■ ABOUT THIS TASK
Pull each line holding the word "execute" from the data.

BEGIN

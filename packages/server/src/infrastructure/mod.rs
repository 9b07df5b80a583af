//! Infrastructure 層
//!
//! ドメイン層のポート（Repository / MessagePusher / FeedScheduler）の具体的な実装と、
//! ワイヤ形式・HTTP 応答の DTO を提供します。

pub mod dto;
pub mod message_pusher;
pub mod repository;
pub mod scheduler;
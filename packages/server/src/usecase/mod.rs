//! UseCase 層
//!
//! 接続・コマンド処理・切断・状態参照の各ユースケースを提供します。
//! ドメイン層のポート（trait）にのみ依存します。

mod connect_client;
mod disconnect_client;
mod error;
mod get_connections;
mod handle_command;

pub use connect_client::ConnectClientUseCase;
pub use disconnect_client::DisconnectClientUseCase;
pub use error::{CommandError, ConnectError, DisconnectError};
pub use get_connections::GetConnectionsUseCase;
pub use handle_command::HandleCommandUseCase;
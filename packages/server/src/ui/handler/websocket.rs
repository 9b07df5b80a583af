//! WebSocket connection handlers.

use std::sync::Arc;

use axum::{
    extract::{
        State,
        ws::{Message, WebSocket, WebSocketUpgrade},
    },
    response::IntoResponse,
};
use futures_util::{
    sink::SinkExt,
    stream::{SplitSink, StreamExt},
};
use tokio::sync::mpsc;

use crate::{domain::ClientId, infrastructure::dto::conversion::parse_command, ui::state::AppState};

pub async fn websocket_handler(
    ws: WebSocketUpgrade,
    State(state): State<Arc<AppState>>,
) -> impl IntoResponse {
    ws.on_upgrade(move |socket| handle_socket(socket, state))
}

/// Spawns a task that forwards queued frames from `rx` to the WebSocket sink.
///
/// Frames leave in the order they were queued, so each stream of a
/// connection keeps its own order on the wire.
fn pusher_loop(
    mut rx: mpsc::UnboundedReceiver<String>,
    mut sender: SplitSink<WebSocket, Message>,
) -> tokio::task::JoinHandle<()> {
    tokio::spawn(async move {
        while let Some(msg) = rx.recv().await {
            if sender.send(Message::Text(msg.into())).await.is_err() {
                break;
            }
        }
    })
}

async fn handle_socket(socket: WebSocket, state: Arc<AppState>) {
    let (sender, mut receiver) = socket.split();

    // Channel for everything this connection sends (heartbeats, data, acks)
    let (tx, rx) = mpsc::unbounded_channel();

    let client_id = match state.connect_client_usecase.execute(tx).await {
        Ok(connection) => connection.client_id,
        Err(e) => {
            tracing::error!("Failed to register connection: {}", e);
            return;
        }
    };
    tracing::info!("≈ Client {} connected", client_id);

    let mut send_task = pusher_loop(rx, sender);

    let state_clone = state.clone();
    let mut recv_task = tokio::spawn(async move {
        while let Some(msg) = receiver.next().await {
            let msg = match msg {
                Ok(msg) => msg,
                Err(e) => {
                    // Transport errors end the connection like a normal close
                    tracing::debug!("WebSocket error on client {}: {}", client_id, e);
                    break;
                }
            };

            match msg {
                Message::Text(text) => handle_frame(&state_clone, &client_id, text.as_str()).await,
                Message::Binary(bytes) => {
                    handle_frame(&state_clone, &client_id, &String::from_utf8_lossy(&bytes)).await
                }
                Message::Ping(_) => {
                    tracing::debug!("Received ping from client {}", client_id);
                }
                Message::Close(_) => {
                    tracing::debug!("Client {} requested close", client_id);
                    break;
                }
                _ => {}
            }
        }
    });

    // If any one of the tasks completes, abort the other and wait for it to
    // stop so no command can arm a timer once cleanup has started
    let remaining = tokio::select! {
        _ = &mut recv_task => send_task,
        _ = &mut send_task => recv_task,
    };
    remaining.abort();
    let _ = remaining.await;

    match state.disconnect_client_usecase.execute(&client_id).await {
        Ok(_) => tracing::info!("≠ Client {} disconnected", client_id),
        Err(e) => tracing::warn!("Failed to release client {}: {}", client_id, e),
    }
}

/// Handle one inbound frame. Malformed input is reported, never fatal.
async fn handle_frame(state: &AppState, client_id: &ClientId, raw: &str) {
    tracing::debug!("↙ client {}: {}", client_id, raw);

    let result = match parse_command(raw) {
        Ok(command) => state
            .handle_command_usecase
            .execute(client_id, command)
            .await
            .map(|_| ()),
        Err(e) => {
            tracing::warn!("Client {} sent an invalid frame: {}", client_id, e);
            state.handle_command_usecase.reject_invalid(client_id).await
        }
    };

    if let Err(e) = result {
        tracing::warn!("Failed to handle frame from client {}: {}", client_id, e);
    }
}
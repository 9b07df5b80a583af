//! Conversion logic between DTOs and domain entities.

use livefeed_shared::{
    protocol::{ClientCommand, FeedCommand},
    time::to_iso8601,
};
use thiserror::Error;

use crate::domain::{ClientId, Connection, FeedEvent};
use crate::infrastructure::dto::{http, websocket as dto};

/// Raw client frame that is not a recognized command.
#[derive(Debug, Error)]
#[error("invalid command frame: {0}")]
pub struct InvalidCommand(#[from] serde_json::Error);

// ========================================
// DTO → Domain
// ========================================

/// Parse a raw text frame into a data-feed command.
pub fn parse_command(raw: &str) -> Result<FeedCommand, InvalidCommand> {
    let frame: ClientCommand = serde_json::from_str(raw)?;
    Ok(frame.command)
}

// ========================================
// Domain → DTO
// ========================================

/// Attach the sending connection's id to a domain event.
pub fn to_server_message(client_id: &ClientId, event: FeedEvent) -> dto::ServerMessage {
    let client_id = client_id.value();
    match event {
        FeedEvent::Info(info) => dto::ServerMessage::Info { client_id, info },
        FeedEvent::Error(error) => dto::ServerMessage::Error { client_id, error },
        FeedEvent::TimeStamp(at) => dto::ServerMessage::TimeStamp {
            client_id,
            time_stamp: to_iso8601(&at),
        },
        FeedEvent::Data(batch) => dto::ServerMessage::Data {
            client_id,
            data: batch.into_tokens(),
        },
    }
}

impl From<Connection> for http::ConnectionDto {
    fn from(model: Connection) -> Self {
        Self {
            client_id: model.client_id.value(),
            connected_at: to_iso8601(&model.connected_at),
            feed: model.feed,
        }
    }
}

END

■ EXPECTED ANSWER
    let client_id = match state.connect_client_usecase.execute(tx).await {
    match state.disconnect_client_usecase.execute(&client_id).await {
            .execute(client_id, command)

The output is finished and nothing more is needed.